Javier Andaluz, porte-parole de l'Alliance climatique, qui regroupe plus d'une centaine d'organisations espagnoles, souligne deux aspects fondamentaux lorsqu'il s'agit de taxer les bénéfices des entreprises : l'instrument adopté doit être finaliste (c'est-à-dire que les fonds doivent être alloués à la transition énergétique) et il ne doit pas avoir d'impact sur les citoyens, sur leurs factures.

Andaluz affirme que l’un des éléments clés des débats qui ont eu lieu au sein de la société civile de Santa Marta a été « comment faire payer les grands pollueurs ». Il l'explique depuis le campus de l'Université de Magdalena, où ONG, syndicats, peuples indigènes et experts se sont réunis pour préparer leurs recommandations.

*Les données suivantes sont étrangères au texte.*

use std::fs;
use std::path::Path;

use tempfile::tempdir;

use crate::dictionary::lexicon::trie::Trie;
use crate::dictionary::*;
use crate::errors::LexiconError;
use crate::format::{Container, HEADER_LEN};

fn saved_store(path: &Path) -> DictionaryStore {
    let mut store = DictionaryStore::new(StoreConfig::default());
    store
        .init([
            PropertyDef::new("pos", PropType::Short),
            PropertyDef::new("gloss", PropType::String),
        ])
        .unwrap();
    store.insert("apple", 100, &[1]).unwrap();
    store.insert("banana", 20, &[1, 2]).unwrap();
    store.set_prop("apple", "pos", &5i16.to_le_bytes()).unwrap();
    store.set_prop("banana", "gloss", b"a long yellow fruit").unwrap();
    store.build().unwrap();
    store.save(path).unwrap();
    store
}

fn assert_invalid_format(path: &Path) {
    match DictionaryStore::open(path, 'r') {
        Err(LexiconError::InvalidFormat(_)) => (),
        Err(e) => panic!("unexpected error: {e}"),
        Ok(_) => panic!("a broken file was accepted"),
    }
}

#[test]
fn test_corrupted_payload() {
    let dir = tempdir().unwrap();
    let path = dir.path().join("d.dict");
    saved_store(&path);

    let mut bytes = fs::read(&path).unwrap();
    let last = bytes.len() - 1;
    bytes[last] ^= 0x5A;
    bytes[HEADER_LEN + 3] ^= 0x01;
    fs::write(&path, &bytes).unwrap();
    assert_invalid_format(&path);
}

#[test]
fn test_truncated_file() {
    let dir = tempdir().unwrap();
    let path = dir.path().join("d.dict");
    saved_store(&path);

    let bytes = fs::read(&path).unwrap();
    for len in [0, 7, HEADER_LEN - 1, HEADER_LEN, bytes.len() - 1] {
        fs::write(&path, &bytes[..len]).unwrap();
        assert_invalid_format(&path);
    }
}

#[test]
fn test_version_bumped() {
    let dir = tempdir().unwrap();
    let path = dir.path().join("d.dict");
    saved_store(&path);

    let mut bytes = fs::read(&path).unwrap();
    bytes[8..12].copy_from_slice(&(DICTIONARY_FORMAT_VERSION + 1).to_le_bytes());
    fs::write(&path, &bytes).unwrap();
    assert_invalid_format(&path);
}

#[test]
fn test_wrong_magic() {
    let dir = tempdir().unwrap();
    let path = dir.path().join("d.dict");
    let mut mapper = crate::CharMapper::new(false);
    mapper.apply_rules("a..z", 0).unwrap();
    mapper.save(&path).unwrap();
    assert_invalid_format(&path);
}

/// ヘッダは正しいがペイロードがrkyvとして不正なファイル
#[test]
fn test_garbage_payload_with_valid_digest() {
    let dir = tempdir().unwrap();
    let path = dir.path().join("d.dict");
    let container = Container {
        magic: DICTIONARY_MAGIC,
        version: DICTIONARY_FORMAT_VERSION,
        name: "dictionary",
    };
    let mut bytes = vec![];
    container.write(&mut bytes, &[0xFF; 64]).unwrap();
    fs::write(&path, &bytes).unwrap();
    assert_invalid_format(&path);
}

/// ダイジェストは正しいがトライが壊れているファイル
#[test]
fn test_broken_trie_with_valid_digest() {
    let dir = tempdir().unwrap();
    let path = dir.path().join("d.dict");
    saved_store(&path);
    let container = Container {
        magic: DICTIONARY_MAGIC,
        version: DICTIONARY_FORMAT_VERSION,
        name: "dictionary",
    };
    let payload = container.read_bytes(&fs::read(&path).unwrap()).unwrap().to_vec();

    // Terms are stored in sorted order, so the same records give the same trie bytes.
    let trie = Trie::from_records(&[("apple", 0), ("banana", 1)]).unwrap().to_bytes();
    let trie_at = payload
        .windows(trie.len())
        .position(|w| w == trie.as_slice())
        .unwrap();
    let table_len = u32::from_le_bytes(payload[trie_at..trie_at + 4].try_into().unwrap());
    let count_at = trie_at + 4 + 4 * usize::try_from(table_len).unwrap() + 4;

    let edits: [(usize, u32); 3] = [
        // A code table longer than the blob.
        (trie_at, u32::MAX / 4),
        // A node array longer than the blob.
        (count_at, u32::MAX),
        // The root points beyond the node array.
        (count_at + 4, 0x7fff_0000),
    ];
    for (offset, value) in edits {
        let mut broken = payload.clone();
        broken[offset..offset + 4].copy_from_slice(&value.to_le_bytes());
        let mut bytes = vec![];
        container.write(&mut bytes, &broken).unwrap();
        assert!(
            matches!(
                DictionaryStore::read(bytes.as_slice()),
                Err(LexiconError::InvalidFormat(_))
            ),
            "{offset}"
        );
    }
}

#[test]
fn test_missing_file() {
    let dir = tempdir().unwrap();
    assert!(matches!(
        DictionaryStore::open(dir.path().join("missing.dict"), 'r'),
        Err(LexiconError::IoError(_))
    ));
}

/// 保存に失敗しても既存のファイルが変更されないことを確認
#[test]
fn test_failed_save_keeps_previous_file() {
    let dir = tempdir().unwrap();
    let path = dir.path().join("d.dict");
    let mut store = saved_store(&path);
    let before = fs::read(&path).unwrap();

    // Staged edits since the last build.
    store.insert("cherry", 1, &[]).unwrap();
    assert!(matches!(
        store.save(&path),
        Err(LexiconError::InvalidState(_))
    ));
    assert_eq!(fs::read(&path).unwrap(), before);

    // The destination directory does not exist.
    store.build().unwrap();
    assert!(store.save(dir.path().join("missing").join("d.dict")).is_err());
    assert!(matches!(
        store.save(dir.path()),
        Err(LexiconError::PathIsDirectory(_))
    ));
    assert_eq!(fs::read(&path).unwrap(), before);

    // No temporary files are left behind.
    let names: Vec<_> = fs::read_dir(dir.path())
        .unwrap()
        .map(|e| e.unwrap().file_name())
        .collect();
    assert_eq!(names, vec![std::ffi::OsString::from("d.dict")]);

    store.save(&path).unwrap();
    let loaded = DictionaryStore::open(&path, 'r').unwrap();
    assert!(loaded.contains("cherry"));
}

/// 読み取り専用ストアを別のパスへ保存できることを確認
#[test]
fn test_save_read_only_copy() {
    let dir = tempdir().unwrap();
    let path = dir.path().join("d.dict");
    let copy = dir.path().join("copy.dict");
    saved_store(&path);

    let loaded = DictionaryStore::open(&path, 'r').unwrap();
    loaded.save(&copy).unwrap();
    assert_eq!(fs::read(&copy).unwrap(), fs::read(&path).unwrap());
}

Mardi et mercredi, ce sera au tour des représentants du gouvernement, qui doivent également présenter leurs idées. Cette conférence ne devrait pas aboutir à une position fermée de la part des pays, mais elle est plutôt conçue comme le début d'un processus dans lequel les gouvernements qui sont clairs sur la nécessité d'abandonner les combustibles fossiles peuvent créer des alliances pour en faire une réalité.

« Nous voulons créer un groupe de pays qui fasse pression sur les autres », résume Andaluz. Car Santa Marta surgit aussi en réponse à la frustration suscitée par le système de discussion qui régit les sommets de l'ONU sur le climat, où la simple mention des énergies fossiles (que la science désigne sans aucun doute comme la cause du réchauffement) est taboue depuis 30 ans. Santa Marta, défendent ses organisateurs, est un complément à ces sommets onusiens. Tout comme le traité de non-prolifération des combustibles fossiles que les organisations environnementales veulent promouvoir et qui est également au cœur de cette conférence que la Colombie co-organise avec les Pays-Bas.